Temos a melhor música
popular do mundo
Sérgio diz que a indústria fonográfica se estruturou para atuar dentro desse modelo e para obter lucro imediato é necessário um enorme investimento em divulgação, sobretudo, na fabricação de novos artifícios de alvoroço, a cada vez que os do momento caiam em desuso. “Ora, é óbvio que isso tem data marcada para ruir. Em algum momento vai se esgotar, não há invenção de moda que dure para sempre. Aliando essa realidade à pirataria de discos, que movimentou no ano passado quase R$ 800 milhões, vendendo perto de 115 milhões de cópias falsificadas, pode-se imaginar como anda o sono dos executivos das grandes gravadoras. Por isso, vemos uma boa parte delas fechando as portas, demitindo artistas e funcionários e constantes fusões”, nota. “A minha geração foi a que mais sofreu, porque pegamos o auge desse modelo. As gravadoras tinham as portas fechadas para aquilo que não fosse ‘comercial’ e não havia outro meio de escoar a nossa produção. O mercado independente não existia e os custos de produção de um disco, que hoje foram barateados pela tecnologia, eram muito altos na época. Hoje, no entanto, até como uma consequência da política equivocada das gravadoras, a produção independente tem se estruturado enormemente ganhando cada vez mais espaço”, continua.
Sobreviver de música
Sérgio entende que os espaços estão se abrindo, principalmente, em função de uma geração de novos compositores, instrumentistas e cantores surgidos recentemente, fazendo uma música de altíssima qualidade, com cada vez mais adeptos. “Essa geração ainda não alcançou os meios para produzir e principalmente divulgar os seus trabalhos. Ainda é difícil para todos que fazem a música chegar até os meios de comunição. As rádios e as televisões, principalmente — meios privilegiados para a divulgação de nossa música —, estão povoadas pela atuação nefasta das grandes gravadoras. O jabá, nome dado a prática de comprar horários nas rádios, ainda é o que impera na relação entre os monopólios gravadora/meios de comunicação, impossibilitando que uma produção belíssima, nacional, popular, possa alcançar o público”, diz.

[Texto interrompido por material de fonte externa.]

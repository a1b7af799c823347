//! Type-erased, value-semantic, copy-shared storage for a single arbitrary
//! value.
//!
//! `VarData` is the contract data objects use to move values between steps:
//! cloning a `VarData` shares the underlying payload (multiple handles can
//! observe the same object), while emptying or replacing the value through
//! one handle is visible to every clone. Concurrent reads and clones never
//! require external synchronization; the container enforces its own.

use crate::error::{CrdDagError, Result};
use parking_lot::{MappedRwLockReadGuard, RwLock, RwLockReadGuard};
use std::any::{Any, TypeId};
use std::sync::Arc;

struct Slot {
    type_id: Option<TypeId>,
    type_name: &'static str,
    value: Option<Box<dyn Any + Send + Sync>>,
}

impl Slot {
    fn empty() -> Self {
        Self {
            type_id: None,
            type_name: "()",
            value: None,
        }
    }
}

/// Copy-shared, type-erased single-value container.
#[derive(Clone)]
pub struct VarData {
    inner: Arc<RwLock<Slot>>,
}

impl VarData {
    /// A new, empty container with no shared payload yet.
    pub fn new() -> Self {
        Self {
            inner: Arc::new(RwLock::new(Slot::empty())),
        }
    }

    /// A new container already holding `value`.
    pub fn of<T: Any + Send + Sync>(value: T) -> Self {
        let data = Self::new();
        data.emplace(value);
        data
    }

    pub fn empty(&self) -> bool {
        self.inner.read().value.is_none()
    }

    pub fn has_type<T: Any>(&self) -> bool {
        self.inner.read().type_id == Some(TypeId::of::<T>())
    }

    pub fn type_name(&self) -> &'static str {
        self.inner.read().type_name
    }

    /// Replaces the contained value with `value`, regardless of what (if
    /// anything) was there before.
    pub fn emplace<T: Any + Send + Sync>(&self, value: T) {
        let mut slot = self.inner.write();
        slot.type_id = Some(TypeId::of::<T>());
        slot.type_name = std::any::type_name::<T>();
        slot.value = Some(Box::new(value));
    }

    /// Alias for [`VarData::emplace`], matching the contract's naming.
    pub fn set<T: Any + Send + Sync>(&self, value: T) {
        self.emplace(value);
    }

    /// A shared reference to the contained value. Fails if empty or if the
    /// requested type does not match the stored one.
    pub fn get<T: Any + Send + Sync>(&self) -> Result<MappedRwLockReadGuard<'_, T>> {
        let guard = self.inner.read();
        if guard.value.is_none() {
            return Err(CrdDagError::VarDataEmpty);
        }
        if guard.type_id != Some(TypeId::of::<T>()) {
            return Err(CrdDagError::VarDataTypeMismatch);
        }
        Ok(RwLockReadGuard::map(guard, |s| {
            s.value.as_ref().unwrap().downcast_ref::<T>().unwrap()
        }))
    }

    /// Like [`VarData::get`], but returns `None` on a type mismatch or an
    /// empty container instead of an error.
    pub fn try_as<T: Any + Send + Sync>(&self) -> Option<MappedRwLockReadGuard<'_, T>> {
        self.get::<T>().ok()
    }

    /// A cloned copy of the contained value.
    pub fn as_owned<T: Any + Send + Sync + Clone>(&self) -> Result<T> {
        self.get::<T>().map(|guard| guard.clone())
    }

    /// Moves the value out of the container, leaving it empty. Fails if
    /// empty or if `T` does not match the stored type; in that case the
    /// container is left untouched.
    pub fn release<T: Any + Send + Sync>(&self) -> Result<T> {
        let mut slot = self.inner.write();
        if slot.value.is_none() {
            return Err(CrdDagError::VarDataEmpty);
        }
        if slot.type_id != Some(TypeId::of::<T>()) {
            return Err(CrdDagError::VarDataTypeMismatch);
        }
        let boxed = slot.value.take().unwrap();
        slot.type_id = None;
        slot.type_name = "()";
        Ok(*boxed.downcast::<T>().unwrap())
    }

    /// Empties the container, dropping the payload if this was the last
    /// handle observing it.
    pub fn reset(&self) {
        let mut slot = self.inner.write();
        slot.value = None;
        slot.type_id = None;
        slot.type_name = "()";
    }
}

impl Default for VarData {
    fn default() -> Self {
        Self::new()
    }
}
//! Per-step orchestration unit: the state machine, predecessor counter, and
//! successor-notification logic that drives one step through the graph.
//!
//! Wrappers never own their successors or the executor: each holds a plain
//! successor index list (resolved against the shared [`ExecutableGraph`])
//! and a [`Weak`] handle back to the owning [`crate::executor::ExecutorInner`].
//! A cyclic strong-reference graph would leak on every run, and indices cost
//! nothing to hold, so weak handles are the natural fit here.

use crate::executor::ExecutorInner;
use crate::graph_core::StepIdx;
use parking_lot::Mutex;
use std::sync::atomic::{AtomicU8, AtomicUsize, Ordering};
use std::sync::Weak;
use std::time::{Duration, Instant};
use tracing::{error, trace, warn};

#[derive(Debug, Clone, Copy, PartialEq, Eq)]
#[repr(u8)]
pub enum TaskState {
    NotReady = 0,
    Ready = 1,
    Queued = 2,
    Executing = 3,
    Succeeded = 4,
    Failed = 5,
    Cancelled = 6,
}

impl TaskState {
    fn from_u8(v: u8) -> Self {
        match v {
            0 => TaskState::NotReady,
            1 => TaskState::Ready,
            2 => TaskState::Queued,
            3 => TaskState::Executing,
            4 => TaskState::Succeeded,
            5 => TaskState::Failed,
            6 => TaskState::Cancelled,
            _ => unreachable!("invalid TaskState encoding"),
        }
    }

    pub fn is_terminal(self) -> bool {
        matches!(
            self,
            TaskState::Succeeded | TaskState::Failed | TaskState::Cancelled
        )
    }
}

pub(crate) struct TaskWrapper {
    pub(crate) step_idx: StepIdx,
    state: AtomicU8,
    predecessors_remaining: AtomicUsize,
    successors: Vec<StepIdx>,
    executor: Weak<ExecutorInner>,
    timing: Mutex<(Option<Instant>, Option<Instant>)>,
    error_message: Mutex<Option<String>>,
}

impl TaskWrapper {
    pub(crate) fn new(
        step_idx: StepIdx,
        predecessor_count: usize,
        successors: Vec<StepIdx>,
        executor: Weak<ExecutorInner>,
    ) -> Self {
        let initial = if predecessor_count == 0 {
            TaskState::Ready
        } else {
            TaskState::NotReady
        };
        Self {
            step_idx,
            state: AtomicU8::new(initial as u8),
            predecessors_remaining: AtomicUsize::new(predecessor_count),
            successors,
            executor,
            timing: Mutex::new((None, None)),
            error_message: Mutex::new(None),
        }
    }

    pub(crate) fn state(&self) -> TaskState {
        TaskState::from_u8(self.state.load(Ordering::Acquire))
    }

    pub(crate) fn error_message(&self) -> Option<String> {
        self.error_message.lock().clone()
    }

    pub(crate) fn duration(&self) -> Duration {
        let (start, end) = *self.timing.lock();
        match (start, end) {
            (Some(s), Some(e)) => e.saturating_duration_since(s),
            _ => Duration::ZERO,
        }
    }

    /// Marks the wrapper `Queued`, the transition performed by whichever
    /// actor (initial seeding, or a predecessor's notification) submits it
    /// to the ready queue. Only legal from `Ready`.
    pub(crate) fn mark_queued(&self) -> bool {
        self.state
            .compare_exchange(
                TaskState::Ready as u8,
                TaskState::Queued as u8,
                Ordering::AcqRel,
                Ordering::Acquire,
            )
            .is_ok()
    }

    /// Runs this step to completion (or cancellation), then notifies
    /// successors and the executor: look up the executor, bail out early on
    /// a stop request, CAS into `Executing`, run the step under
    /// `catch_unwind`, record its outcome and timing, then notify
    /// successors and signal completion.
    pub(crate) fn run(&self) {
        let Some(executor) = self.executor.upgrade() else {
            return;
        };

        if executor.stop_requested() {
            self.state.store(TaskState::Cancelled as u8, Ordering::Release);
            trace!(step = self.step_idx, "cancelled before execution");
            self.notify_successors(&executor);
            executor.notify_completion();
            return;
        }

        if self
            .state
            .compare_exchange(
                TaskState::Queued as u8,
                TaskState::Executing as u8,
                Ordering::AcqRel,
                Ordering::Acquire,
            )
            .is_err()
        {
            // Already cancelled or otherwise not in Queued; nothing to run.
            executor.notify_completion();
            return;
        }

        let collect_timing = executor.config().collect_timing;
        if collect_timing {
            self.timing.lock().0 = Some(Instant::now());
        }

        let step = executor.graph().step(self.step_idx).clone();
        let outcome = std::panic::catch_unwind(std::panic::AssertUnwindSafe(|| step.execute()));

        match outcome {
            Ok(Ok(())) => {
                self.state.store(TaskState::Succeeded as u8, Ordering::Release);
            }
            Ok(Err(err)) => {
                *self.error_message.lock() = Some(err.to_string());
                self.state.store(TaskState::Failed as u8, Ordering::Release);
                error!(step = self.step_idx, error = %err, "step failed");
                if executor.config().abort_on_failure {
                    executor.request_stop();
                }
            }
            Err(panic) => {
                let message = panic_message(panic);
                *self.error_message.lock() = Some(message.clone());
                self.state.store(TaskState::Failed as u8, Ordering::Release);
                error!(step = self.step_idx, panic = %message, "step panicked");
                if executor.config().abort_on_failure {
                    executor.request_stop();
                }
            }
        }

        if collect_timing {
            self.timing.lock().1 = Some(Instant::now());
        }

        self.notify_successors(&executor);
        executor.notify_completion();
    }

    /// Decrements every successor's predecessor counter; any that reach
    /// zero are marked `Ready` then `Queued` and handed to the executor.
    /// Runs identically whether this wrapper succeeded, failed, or was
    /// cancelled, so a cancellation propagates to successors through the
    /// same notification path as an ordinary completion.
    fn notify_successors(&self, executor: &ExecutorInner) {
        for &succ_idx in &self.successors {
            let succ = executor.wrapper(succ_idx);
            let remaining = succ.predecessors_remaining.fetch_sub(1, Ordering::AcqRel);
            debug_assert!(remaining >= 1, "predecessor counter underflow");
            if remaining == 1 {
                succ.state.store(TaskState::Ready as u8, Ordering::Release);
                if succ.mark_queued() {
                    executor.enqueue(succ_idx);
                } else {
                    warn!(
                        step = succ_idx,
                        "successor became ready but was not in Ready state"
                    );
                }
            }
        }
    }
}

fn panic_message(panic: Box<dyn std::any::Any + Send>) -> String {
    if let Some(s) = panic.downcast_ref::<&str>() {
        s.to_string()
    } else if let Some(s) = panic.downcast_ref::<String>() {
        s.clone()
    } else {
        "step panicked with a non-string payload".to_string()
    }
}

“Acho que temos a melhor música popular do mundo, junto com a americana e a cubana, e essas duas estão longe de ter a diversidade que temos. Quem percorre um pouco o país sabe do que estou falando: em cada região, e com características diferentes, a quantidade de ótimos compositores, instrumentistas e intérpretes é enorme”, declara.
“Ainda não conseguimos avaliar o que temos, perceber o seu valor estratégico. A nossa música é o único produto de exportação que chega aos quatro cantos do mundo sem nenhuma política específica de aproveitamento econômico e de divulgação por parte do poder público. É mais ou menos como se você tivesse um produto qualquer, considerado como um dos melhores entre todos os países, e não criasse condição alguma para favorecer sua venda e afirmação mundo afora. É inacreditável”, acrescenta Sérgio.
“Nossa música e nossa cultura em geral poderiam gerar divisas para o país. Mas nenhum governo jamais elaborou ao menos um esboço de política para potencializar internacionalmente essa exuberância já construída. Os franceses, por exemplo, longe de dispor do potencial e da aceitação que desfruta a nossa música, tem uma política definida para a produção e comercialização musical no mundo. Temos que aprender com eles”, continua.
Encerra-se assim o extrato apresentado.